And the other coven members? “They were all people that didn’t really fit into a lot of other places,” she remembers. “And yet they really belonged there. They were going there because they wanted to worship something. I remember at that time thinking of Spike Milligan – ‘Hello trees, hello world!’. They were really lovely. They weren’t ‘grand’, they were ordinary people.”

The activities of the Sanders coven during this period are immortalised in Malcolm Leigh’s documentary film Legend of the Witches, released into cinemas in February 1970. Swathed in psychedelic sitars and stroboscopic lights, it features Alex and Maxine conducting an array of occult rituals; their frequent state of undress doubtless responsible for much of the fevered media attention they attracted.

“There was nakedness, no doubt about that!” says Dave. “That wasn’t a problem, that didn’t bother us. What would have bothered us was it being some excuse for on orgy, which it wasn’t at all. It was a serious thing.

“Alex opened the circle up, and went round –  North, South, East, West, all that –  and called down the Gods. And then there’d usually be a ‘working’ for somebody who was ill. We’d all wish them well and tie knots –  knot magic, cord magic –  to try and help people. I was perfectly happy doing all of that, nothing bothered me.

“But the basic problem is that I’m non-religious. I’m an atheist. I don’t believe in any of that. I’m interested, but I wouldn’t go along with it as a belief. I don’t believe in any sort of god, let alone Old Gods. I’m interested from an academic point of view, but not from a practical, performing point of view.”
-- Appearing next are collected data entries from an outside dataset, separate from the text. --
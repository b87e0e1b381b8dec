//! Soundtrack clock and synchronised lyrics.
//!
//! No audio is decoded here.  The clock stands in for the playback position
//! of an external player: it starts on the first gesture or manual toggle,
//! advances with the frame clock, and loops.  The overlay reads the current
//! lyric and the volume envelope from it.

use std::fs;
use std::path::{Path, PathBuf};

use serde::Deserialize;
use tracing::{info, warn};

/// One timed lyric line.
#[derive(Clone, Debug, PartialEq)]
pub struct LyricLine {
    /// Seconds from the start of the song.
    pub time: f32,
    pub text: String,
}

impl LyricLine {
    fn new(time: f32, text: &str) -> Self {
        LyricLine { time, text: text.to_string() }
    }
}

#[derive(Debug, Clone, PartialEq, Default, Deserialize)]
#[serde(default)]
pub struct SoundtrackSettings {
    /// `.lrc` file; the fallback lines are shown when unset or unreadable.
    pub lyrics: Option<PathBuf>,
    /// Song length.  Defaults to a few seconds past the last lyric.
    pub loop_secs: Option<f32>,
}

// ════════════════════════════════════════════════════════════════════════════
// LRC parsing
// ════════════════════════════════════════════════════════════════════════════

/// Parse a `[mm:ss]` / `[mm:ss.xx]` / `[mm:ss.xxx]` timestamp at the start
/// of `line`.  Returns seconds and the remainder of the line.
fn parse_timestamp(line: &str) -> Option<(f32, &str)> {
    let rest = line.strip_prefix('[')?;
    let (tag, text) = rest.split_once(']')?;
    let (mm, ss) = tag.split_once(':')?;
    let (ss, frac) = match ss.split_once('.') {
        Some((s, f)) => (s, Some(f)),
        None => (ss, None),
    };
    let two_digits = |s: &str| s.len() == 2 && s.bytes().all(|b| b.is_ascii_digit());
    if !two_digits(mm) || !two_digits(ss) {
        return None;
    }
    let mut secs = mm.parse::<f32>().ok()? * 60.0 + ss.parse::<f32>().ok()?;
    if let Some(f) = frac {
        if !(2..=3).contains(&f.len()) || !f.bytes().all(|b| b.is_ascii_digit()) {
            return None;
        }
        // Two digits are hundredths, three are thousandths.
        secs += f.parse::<f32>().ok()? / 10f32.powi(f.len() as i32);
    }
    Some((secs, text))
}

/// Timed lines, sorted by time.  Untimed lines, metadata tags such as
/// `[ar:...]`, and lines with no text are dropped.
pub fn parse_lrc(text: &str) -> Vec<LyricLine> {
    let mut lines: Vec<LyricLine> = text
        .lines()
        .filter_map(|line| parse_timestamp(line.trim()))
        .filter_map(|(time, rest)| {
            let rest = rest.trim();
            (!rest.is_empty()).then(|| LyricLine::new(time, rest))
        })
        .collect();
    lines.sort_by(|a, b| a.time.total_cmp(&b.time));
    lines
}

/// Shown before the first real line of a song with a long intro.
fn intro() -> [LyricLine; 2] {
    [LyricLine::new(0.0, "..."), LyricLine::new(1.0, "(Listening...)")]
}

pub fn fallback_lyrics() -> Vec<LyricLine> {
    let mut lines = intro().to_vec();
    lines.push(LyricLine::new(5.0, "Lyrics not found"));
    lines.push(LyricLine::new(8.0, "Add a .lrc file to the soundtrack settings"));
    lines
}

/// Read and parse `path`, falling back on any failure.
pub fn load_lyrics(path: Option<&Path>) -> Vec<LyricLine> {
    let Some(path) = path else {
        return fallback_lyrics();
    };
    let text = match fs::read_to_string(path) {
        Ok(t) => t,
        Err(e) => {
            warn!(path = %path.display(), error = %e, "could not read lyrics, using fallback");
            return fallback_lyrics();
        }
    };
    let mut lines = parse_lrc(&text);
    let Some(first) = lines.first().map(|l| l.time) else {
        warn!(path = %path.display(), "no timed lyrics found, using fallback");
        return fallback_lyrics();
    };
    if first > 2.0 {
        let mut padded = intro().to_vec();
        padded.append(&mut lines);
        lines = padded;
    }
    info!(path = %path.display(), lines = lines.len(), "lyrics loaded");
    lines
}

// ════════════════════════════════════════════════════════════════════════════
// Soundtrack
// ════════════════════════════════════════════════════════════════════════════

const QUIET: f32 = 0.4;
const LOUD: f32 = 1.0;
const RAMP_STEP_SECS: f32 = 0.05;
const RAMP_FRACTION: f32 = 0.05;
const RAMP_SNAP: f32 = 0.02;
const TAIL_SECS: f32 = 4.0;

#[derive(Debug, Clone)]
pub struct Soundtrack {
    lyrics: Vec<LyricLine>,
    length: f32,
    playing: bool,
    position: f32,
    volume: f32,
    ramp_clock: f32,
}

impl Soundtrack {
    pub fn new(lyrics: Vec<LyricLine>, loop_secs: Option<f32>) -> Self {
        let last = lyrics.last().map_or(0.0, |l| l.time);
        let length = loop_secs.filter(|s| *s > 0.0).unwrap_or(last + TAIL_SECS);
        Soundtrack {
            lyrics,
            length,
            playing: false,
            position: 0.0,
            volume: QUIET,
            ramp_clock: 0.0,
        }
    }

    pub fn from_settings(settings: &SoundtrackSettings) -> Self {
        Soundtrack::new(load_lyrics(settings.lyrics.as_deref()), settings.loop_secs)
    }

    /// Start playback.  Returns true only on the call that started it.
    pub fn start(&mut self) -> bool {
        if self.playing {
            return false;
        }
        self.playing = true;
        self.volume = QUIET;
        info!("soundtrack started");
        true
    }

    pub fn is_playing(&self) -> bool {
        self.playing
    }

    pub fn position(&self) -> f32 {
        self.position
    }

    pub fn volume(&self) -> f32 {
        self.volume
    }

    pub fn tick(&mut self, dt: f32, zoomed: bool) {
        if !self.playing || dt <= 0.0 {
            return;
        }
        self.position = (self.position + dt) % self.length;

        let target = if zoomed { LOUD } else { QUIET };
        self.ramp_clock += dt;
        while self.ramp_clock >= RAMP_STEP_SECS {
            self.ramp_clock -= RAMP_STEP_SECS;
            let gap = target - self.volume;
            if gap.abs() < RAMP_SNAP {
                self.volume = target;
                self.ramp_clock = 0.0;
                break;
            }
            self.volume += gap * RAMP_FRACTION;
        }
    }

    /// The latest line whose time has passed, or `"..."` before the first.
    pub fn current_lyric(&self) -> &str {
        self.lyrics
            .iter()
            .rev()
            .find(|l| l.time <= self.position)
            .map_or("...", |l| l.text.as_str())
    }
}

// ════════════════════════════════════════════════════════════════════════════
// Tests
// ════════════════════════════════════════════════════════════════════════════

#[cfg(test)]
mod tests {
    use super::*;
    use std::io::Write;

    const DT: f32 = 1.0 / 60.0;

    #[test]
    fn parses_and_sorts_timed_lines() {
        let lines = parse_lrc(
            "[ar:Someone]\n\
             [00:12.50] second\n\
             [00:03] first\n\
             [01:02.125]third\n\
             [00:20.00]   \n\
             no tag here\n",
        );
        let texts: Vec<&str> = lines.iter().map(|l| l.text.as_str()).collect();
        assert_eq!(texts, ["first", "second", "third"]);
        assert_eq!(lines[0].time, 3.0);
        assert!((lines[1].time - 12.5).abs() < 1e-4);
        assert!((lines[2].time - 62.125).abs() < 1e-4);
    }

    #[test]
    fn rejects_odd_timestamps() {
        assert_eq!(parse_timestamp("[0:12] x"), None);
        assert_eq!(parse_timestamp("[00:12.5] x"), None);
        assert_eq!(parse_timestamp("[00:12.5000] x"), None);
        assert_eq!(parse_timestamp("00:12 x"), None);
    }

    #[test]
    fn missing_file_falls_back() {
        let lines = load_lyrics(Some(Path::new("/nonexistent/song.lrc")));
        assert_eq!(lines, fallback_lyrics());
        assert_eq!(load_lyrics(None), fallback_lyrics());
    }

    #[test]
    fn late_first_line_gets_an_intro() {
        let mut file = tempfile::NamedTempFile::new().unwrap();
        writeln!(file, "[00:07.00] hello").unwrap();
        writeln!(file, "[00:01.00] early").unwrap();
        let lines = load_lyrics(Some(file.path()));
        assert_eq!(lines[0].text, "early");

        let mut file = tempfile::NamedTempFile::new().unwrap();
        writeln!(file, "[00:07.00] hello").unwrap();
        let lines = load_lyrics(Some(file.path()));
        let texts: Vec<&str> = lines.iter().map(|l| l.text.as_str()).collect();
        assert_eq!(texts, ["...", "(Listening...)", "hello"]);
    }

    #[test]
    fn silent_until_started() {
        let mut s = Soundtrack::new(fallback_lyrics(), None);
        s.tick(3.0, false);
        assert_eq!(s.position(), 0.0);
        assert_eq!(s.current_lyric(), "...");
        assert!(s.start());
        assert!(!s.start());
    }

    #[test]
    fn lyrics_follow_the_clock_and_loop() {
        let mut s = Soundtrack::new(fallback_lyrics(), Some(10.0));
        s.start();
        s.tick(1.5, false);
        assert_eq!(s.current_lyric(), "(Listening...)");
        s.tick(4.0, false);
        assert_eq!(s.current_lyric(), "Lyrics not found");
        s.tick(5.0, false);
        assert!((s.position() - 0.5).abs() < 1e-4);
        assert_eq!(s.current_lyric(), "...");
    }

    #[test]
    fn volume_ramps_up_when_zoomed_and_back() {
        let mut s = Soundtrack::new(fallback_lyrics(), None);
        s.start();
        assert_eq!(s.volume(), QUIET);
        let mut last = s.volume();
        for _ in 0..60 * 10 {
            s.tick(DT, true);
            assert!(s.volume() >= last);
            last = s.volume();
        }
        assert_eq!(s.volume(), LOUD);
        for _ in 0..60 * 10 {
            s.tick(DT, false);
        }
        assert_eq!(s.volume(), QUIET);
    }

    #[test]
    fn one_ramp_step_per_fifty_ms() {
        let mut s = Soundtrack::new(fallback_lyrics(), None);
        s.start();
        s.tick(0.049, true);
        assert_eq!(s.volume(), QUIET);
        s.tick(0.002, true);
        assert!((s.volume() - (QUIET + 0.6 * RAMP_FRACTION)).abs() < 1e-6);
    }
}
The Sanders coven, however, wasn’t the only esoteric meeting attended by the Arthurs. The Bricket Wood coven had been founded in Hertfordshire in the late 1940s by retired civil servant and 20th century Wiccan pioneer Gerald Gardner, and – by the late 1960s – counted accomplished studio engineer Dick Swettenham amongst its members. Swettenham had worked at Abbey Road and Olympic Studios and had become a director of Topic Records, the pioneering folk label that released The Lark in the Morning. His presence on the Wiccan scene might suggest that interest in the religion was becoming widespread in folk music circles, but the couple deny this.

“I think you may have found it all!” says Toni. “At that time, as far as we knew, it was just Dick Swettenham and us.”
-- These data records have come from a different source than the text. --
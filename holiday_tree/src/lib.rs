//! # holiday_tree
//!
//! A windowed front end for [`tree_morph`]: hand tracking on a worker
//! thread, a software-rendered scene, a camera rig that follows the hand,
//! and a soundtrack clock with synchronised lyrics.
//!
//! ## Gesture → Action mapping
//!
//! | Gesture | Action |
//! |---|---|
//! | Fist | Assemble the tree |
//! | Open palm | Scatter, and let go of a held photo |
//! | Grab (thumb–index pinch) | While scattered, pull the active photo toward the camera |
//! | Hand movement | Tilts the scattered cloud and the held photo |
//!
//! The first gesture (or manual toggle) starts the soundtrack.  Holding a
//! photo raises its volume.
//!
//! ## Frame sources
//!
//! * (default): **Simulation mode**: the mouse is the wrist, keys pick a pose.
//! * `--replay FILE`: JSON-lines landmark records, `-` for stdin.
//! * `leap` feature: **Hardware mode**: polls a LeapMotion controller via LeapC.
//!
//! ### Keys
//!
//! | Key | Effect |
//! |---|---|
//! | mouse | Wrist position (simulation) |
//! | `F` / hold | Fist pose (simulation) |
//! | `O` / hold | Open palm pose (simulation) |
//! | `G` / hold | Grab pose (simulation) |
//! | `Space` | Toggle tree / scatter |
//! | `Q`, `Escape` | Quit |

pub mod app;
pub mod camera;
pub mod logging;
pub mod settings;
pub mod soundtrack;
pub mod vision;
pub mod visualizer;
Dave agrees. “Nobody knew about Dick Swettenham, he kept it quiet. He was a very respected sound engineer designing exotic desks for big companies, and at that time it wasn’t a thing you promoted. You certainly wouldn’t go out saying ‘I’m Dick Swettenham, I’m a designer of very expensive desks for Decca Records… and oh, by the way, I’m a witch!’

“We went up to the Gardnerian coven. Dick took us, because he knew we were interested in magic and witchcraft. We went to a couple of their meetings, in Gerald Gardner’s original Elizabethan cabin, and it was fascinating. But we found the people who took a less intellectual approach –  to put it nicely –  got more out of it, and felt more powerful, than the people who were merely intellectualising. You’d get farm or building labourers who had no intellectual pretensions, but had a deep feeling for things. They weren’t acting anything out –  they believed in it wholeheartedly, and it seemed to work for them.”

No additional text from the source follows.